Run the following command in the directory in which the JSON file is located to create the service: For more information, see Run commands to use the EASCMD client.
eascmdwin64.exe create <service.json>
Replace
<service.json>
with the name of the JSON file that you created.
Configure GPU sharing when you update a service
If you did not enable the GPU sharing feature when you deploy a service by using dedicated resource groups, you can enable GPU sharing by updating the service configuration.
Update the service in the console
On the Elastic Algorithm Service (EAS) page, find the service that you want to update and click Update Service in the Actions column.
In the Resource Deployment section of the Update Service page, configure the Resource Type, GPU Sharing, and Deployment parameters. For more information, see the "Use the console" section of this topic.
After you configure the parameters, click Deploy.
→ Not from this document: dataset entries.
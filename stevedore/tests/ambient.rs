use std::{
    fs, panic,
    sync::{
        atomic::{AtomicBool, Ordering},
        Arc,
    },
};
use stevedore::{
    ambient,
    config::CONFIG_ENV,
    errors::{BootstrapErrorKind, ConfigErrorKind},
    injectable, locator, Container, ContainerInitializer,
};

static AUDIT_AVAILABLE: AtomicBool = AtomicBool::new(false);

pub trait Journal: Send + Sync {
    fn entries(&self) -> usize;
}

pub struct MemoryJournal;

impl Journal for MemoryJournal {
    fn entries(&self) -> usize {
        0
    }
}

#[injectable]
#[service_implementation]
pub struct AuditSetup;

#[injectable]
impl AuditSetup {
    pub fn new() -> Self {
        Self
    }
}

#[injectable]
impl ContainerInitializer for AuditSetup {
    fn init_container(&self, container: &Container) -> anyhow::Result<()> {
        if !AUDIT_AVAILABLE.load(Ordering::SeqCst) {
            anyhow::bail!("audit journal unavailable");
        }

        container.register_instance::<dyn Journal>(None, Arc::new(MemoryJournal))?;
        Ok(())
    }
}

// The ambient container and the environment are process-wide, so every step runs in one test.
#[test]
fn test_default_bootstrap_from_config_file() {
    let path = std::env::temp_dir().join(format!("stevedore-ambient-{}.toml", std::process::id()));
    std::env::set_var(CONFIG_ENV, &path);

    fs::write(&path, "entry_module = 1\n").unwrap();
    assert!(matches!(
        ambient::try_current(),
        Err(BootstrapErrorKind::Config(ConfigErrorKind::Parse(_)))
    ));

    fs::write(&path, "entry_module = \"ambient\"\n").unwrap();
    match ambient::try_current() {
        Err(BootstrapErrorKind::Initializer(err)) => assert_eq!(err.to_string(), "audit journal unavailable"),
        Err(err) => panic!("unexpected error: {err}"),
        Ok(_) => panic!("bootstrap succeeded with a failing initializer"),
    }
    assert!(panic::catch_unwind(ambient::current).is_err());

    AUDIT_AVAILABLE.store(true, Ordering::SeqCst);
    let container = ambient::try_current().unwrap();
    assert!(Arc::ptr_eq(&container, &ambient::current()));
    assert!(container.is_module_configured("ambient"));
    assert_eq!(locator::get_instance::<dyn Journal>().unwrap().entries(), 0);

    fs::remove_file(&path).unwrap();
}
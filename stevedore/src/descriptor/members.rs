use std::sync::Arc;

use super::invoke::{Constructor, Method};
use crate::{
    any::{erase, unerase, AnyValue, Instance, TypeInfo},
    attributes::{Attribute, AttributeSet, MemberInfo, MemberKind, ParameterInfo},
    errors::InvokeErrorKind,
    service::{service_fn, BoxCloneService, BoxedCaster, BoxedConstructor, BoxedMethod, BoxedSetter},
};

const ARGUMENT_NAMES: [&str; 12] = [
    "arg0", "arg1", "arg2", "arg3", "arg4", "arg5", "arg6", "arg7", "arg8", "arg9", "arg10", "arg11",
];

fn parameters(types: Vec<TypeInfo>) -> Vec<ParameterDescriptor> {
    types
        .into_iter()
        .enumerate()
        .map(|(position, info)| ParameterDescriptor {
            name: ARGUMENT_NAMES.get(position).copied().unwrap_or("arg"),
            position,
            info,
            attributes: AttributeSet::new(),
        })
        .collect()
}

fn rename(parameters: &mut [ParameterDescriptor], names: &[&'static str]) {
    for (parameter, name) in parameters.iter_mut().zip(names) {
        parameter.name = *name;
    }
}

fn annotate(parameters: &mut [ParameterDescriptor], position: usize, attribute: impl Attribute) {
    if let Some(parameter) = parameters.get_mut(position) {
        parameter.attributes.push(attribute);
    }
}

pub(crate) fn boxed_caster<T, I>(cast: fn(Arc<T>) -> Arc<I>) -> BoxedCaster
where
    T: Send + Sync + 'static,
    I: ?Sized + Send + Sync + 'static,
{
    BoxCloneService::new(service_fn(move |value: AnyValue| match value.downcast::<T>() {
        Ok(value) => Ok(erase(cast(Arc::from(value)))),
        Err(_) => Err(InvokeErrorKind::IncorrectTarget {
            expected: TypeInfo::of::<T>(),
        }),
    }))
}

#[derive(Debug, Clone)]
pub struct ParameterDescriptor {
    name: &'static str,
    position: usize,
    info: TypeInfo,
    attributes: AttributeSet,
}

impl ParameterDescriptor {
    #[inline]
    #[must_use]
    pub const fn name(&self) -> &'static str {
        self.name
    }

    #[inline]
    #[must_use]
    pub const fn position(&self) -> usize {
        self.position
    }

    #[inline]
    #[must_use]
    pub const fn info(&self) -> TypeInfo {
        self.info
    }

    #[inline]
    #[must_use]
    pub const fn attributes(&self) -> &AttributeSet {
        &self.attributes
    }

    #[must_use]
    pub const fn parameter_info(&self, member: MemberInfo) -> ParameterInfo {
        ParameterInfo {
            member,
            name: self.name,
            position: self.position,
            parameter_type: self.info,
        }
    }
}

/// An interface implemented by a type, with the up-cast that shares the type as it.
#[derive(Clone)]
pub struct InterfaceDescriptor {
    info: TypeInfo,
    caster: BoxedCaster,
}

impl InterfaceDescriptor {
    #[must_use]
    pub fn new<T, I>(cast: fn(Arc<T>) -> Arc<I>) -> Self
    where
        T: Send + Sync + 'static,
        I: ?Sized + Send + Sync + 'static,
    {
        Self {
            info: TypeInfo::of::<I>(),
            caster: boxed_caster(cast),
        }
    }

    #[inline]
    #[must_use]
    pub const fn info(&self) -> TypeInfo {
        self.info
    }

    #[inline]
    pub(crate) const fn caster(&self) -> &BoxedCaster {
        &self.caster
    }
}

#[derive(Clone)]
pub struct ConstructorDescriptor {
    declaring: TypeInfo,
    name: &'static str,
    public: bool,
    attributes: AttributeSet,
    parameters: Vec<ParameterDescriptor>,
    invoker: BoxedConstructor,
}

impl ConstructorDescriptor {
    #[must_use]
    pub fn new<T, Args, F>(name: &'static str, constructor: F) -> Self
    where
        T: Send + Sync + 'static,
        F: Constructor<T, Args>,
    {
        Self {
            declaring: TypeInfo::of::<T>(),
            name,
            public: true,
            attributes: AttributeSet::new(),
            parameters: parameters(F::parameter_types()),
            invoker: BoxCloneService::new(service_fn(move |arguments: Vec<Instance>| {
                constructor.construct(arguments).map(|value| Box::new(value) as AnyValue)
            })),
        }
    }

    #[inline]
    #[must_use]
    pub fn public(mut self, public: bool) -> Self {
        self.public = public;
        self
    }

    #[inline]
    #[must_use]
    pub fn attribute(mut self, attribute: impl Attribute) -> Self {
        self.attributes.push(attribute);
        self
    }

    /// Attaches a marker to the parameter at `position`. Out of range positions are ignored.
    #[inline]
    #[must_use]
    pub fn parameter_attribute(mut self, position: usize, attribute: impl Attribute) -> Self {
        annotate(&mut self.parameters, position, attribute);
        self
    }

    #[inline]
    #[must_use]
    pub fn parameter_names(mut self, names: &[&'static str]) -> Self {
        rename(&mut self.parameters, names);
        self
    }

    #[inline]
    #[must_use]
    pub const fn name(&self) -> &'static str {
        self.name
    }

    #[inline]
    #[must_use]
    pub const fn is_public(&self) -> bool {
        self.public
    }

    #[inline]
    #[must_use]
    pub const fn attributes(&self) -> &AttributeSet {
        &self.attributes
    }

    #[inline]
    #[must_use]
    pub fn parameters(&self) -> &[ParameterDescriptor] {
        &self.parameters
    }

    #[inline]
    #[must_use]
    pub fn arity(&self) -> usize {
        self.parameters.len()
    }

    #[must_use]
    pub const fn member_info(&self) -> MemberInfo {
        MemberInfo {
            declaring_type: self.declaring,
            name: self.name,
            kind: MemberKind::Constructor,
            member_type: None,
        }
    }

    #[inline]
    pub(crate) const fn invoker(&self) -> &BoxedConstructor {
        &self.invoker
    }
}

#[derive(Clone)]
pub struct MethodDescriptor {
    declaring: TypeInfo,
    name: &'static str,
    public: bool,
    attributes: AttributeSet,
    parameters: Vec<ParameterDescriptor>,
    invoker: BoxedMethod,
}

impl MethodDescriptor {
    #[must_use]
    pub fn new<T, Args, F>(name: &'static str, method: F) -> Self
    where
        T: Send + Sync + 'static,
        F: Method<T, Args>,
    {
        Self {
            declaring: TypeInfo::of::<T>(),
            name,
            public: true,
            attributes: AttributeSet::new(),
            parameters: parameters(F::parameter_types()),
            invoker: BoxCloneService::new(service_fn(
                move |(mut target, arguments): (AnyValue, Vec<Instance>)| {
                    let Some(this) = target.downcast_mut::<T>() else {
                        return Err(InvokeErrorKind::IncorrectTarget {
                            expected: TypeInfo::of::<T>(),
                        });
                    };
                    method.invoke(this, arguments)?;
                    Ok(target)
                },
            )),
        }
    }

    #[inline]
    #[must_use]
    pub fn public(mut self, public: bool) -> Self {
        self.public = public;
        self
    }

    #[inline]
    #[must_use]
    pub fn attribute(mut self, attribute: impl Attribute) -> Self {
        self.attributes.push(attribute);
        self
    }

    #[inline]
    #[must_use]
    pub fn parameter_attribute(mut self, position: usize, attribute: impl Attribute) -> Self {
        annotate(&mut self.parameters, position, attribute);
        self
    }

    #[inline]
    #[must_use]
    pub fn parameter_names(mut self, names: &[&'static str]) -> Self {
        rename(&mut self.parameters, names);
        self
    }

    #[inline]
    #[must_use]
    pub const fn name(&self) -> &'static str {
        self.name
    }

    #[inline]
    #[must_use]
    pub const fn is_public(&self) -> bool {
        self.public
    }

    #[inline]
    #[must_use]
    pub const fn attributes(&self) -> &AttributeSet {
        &self.attributes
    }

    #[inline]
    #[must_use]
    pub fn parameters(&self) -> &[ParameterDescriptor] {
        &self.parameters
    }

    #[inline]
    #[must_use]
    pub fn arity(&self) -> usize {
        self.parameters.len()
    }

    #[must_use]
    pub const fn member_info(&self) -> MemberInfo {
        MemberInfo {
            declaring_type: self.declaring,
            name: self.name,
            kind: MemberKind::Method,
            member_type: None,
        }
    }

    #[inline]
    pub(crate) const fn invoker(&self) -> &BoxedMethod {
        &self.invoker
    }
}

#[derive(Clone)]
pub struct PropertyDescriptor {
    declaring: TypeInfo,
    name: &'static str,
    public: bool,
    indexed: bool,
    declared: TypeInfo,
    attributes: AttributeSet,
    setter: Option<BoxedSetter>,
}

impl PropertyDescriptor {
    #[must_use]
    pub fn new<T, P, F>(name: &'static str, setter: F) -> Self
    where
        T: Send + Sync + 'static,
        P: ?Sized + Send + Sync + 'static,
        F: Fn(&mut T, Arc<P>) + Clone + Send + Sync + 'static,
    {
        Self {
            setter: Some(BoxCloneService::new(service_fn(
                move |(mut target, value): (AnyValue, Instance)| {
                    let Some(this) = target.downcast_mut::<T>() else {
                        return Err(InvokeErrorKind::IncorrectTarget {
                            expected: TypeInfo::of::<T>(),
                        });
                    };
                    let Some(value) = unerase::<P>(&value) else {
                        return Err(InvokeErrorKind::IncorrectArgument {
                            position: 0,
                            expected: TypeInfo::of::<P>(),
                        });
                    };
                    setter(this, value);
                    Ok(target)
                },
            ))),
            ..Self::read_only::<T, P>(name)
        }
    }

    /// A property the container can see but never write.
    #[must_use]
    pub fn read_only<T, P>(name: &'static str) -> Self
    where
        T: 'static,
        P: ?Sized + 'static,
    {
        Self {
            declaring: TypeInfo::of::<T>(),
            name,
            public: true,
            indexed: false,
            declared: TypeInfo::of::<P>(),
            attributes: AttributeSet::new(),
            setter: None,
        }
    }

    #[inline]
    #[must_use]
    pub fn public(mut self, public: bool) -> Self {
        self.public = public;
        self
    }

    #[inline]
    #[must_use]
    pub fn indexed(mut self, indexed: bool) -> Self {
        self.indexed = indexed;
        self
    }

    #[inline]
    #[must_use]
    pub fn attribute(mut self, attribute: impl Attribute) -> Self {
        self.attributes.push(attribute);
        self
    }

    #[inline]
    #[must_use]
    pub const fn name(&self) -> &'static str {
        self.name
    }

    #[inline]
    #[must_use]
    pub const fn is_public(&self) -> bool {
        self.public
    }

    #[inline]
    #[must_use]
    pub const fn is_indexed(&self) -> bool {
        self.indexed
    }

    #[inline]
    #[must_use]
    pub const fn is_writable(&self) -> bool {
        self.setter.is_some()
    }

    #[inline]
    #[must_use]
    pub const fn declared_type(&self) -> TypeInfo {
        self.declared
    }

    #[inline]
    #[must_use]
    pub const fn attributes(&self) -> &AttributeSet {
        &self.attributes
    }

    #[must_use]
    pub const fn member_info(&self) -> MemberInfo {
        MemberInfo {
            declaring_type: self.declaring,
            name: self.name,
            kind: MemberKind::Property,
            member_type: Some(self.declared),
        }
    }

    #[inline]
    pub(crate) const fn setter(&self) -> Option<&BoxedSetter> {
        self.setter.as_ref()
    }
}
Update the service by using the on-premises client
Download the EASCMD client and complete identity authentication. In this example, Windows 64 is used.
Create a file named
instances.json
in the directory in which the client is located. Sample content of the file:"metadata": { "gpu_memory": 2, "gpu_core_percentage": 5 }
For more information about the parameters in the preceding code, see the "Use an on-premises client" section of this topic.
Open the terminal tool. In the directory in which the JSON file is located, run the following command to enable GPU sharing for the EAS service:
eascmdwin64.exe modify <service_name> -s <instances.json>
Replace
<service_name>
with the name of the EAS service and<instances.json>
with the name of the JSON file that you create.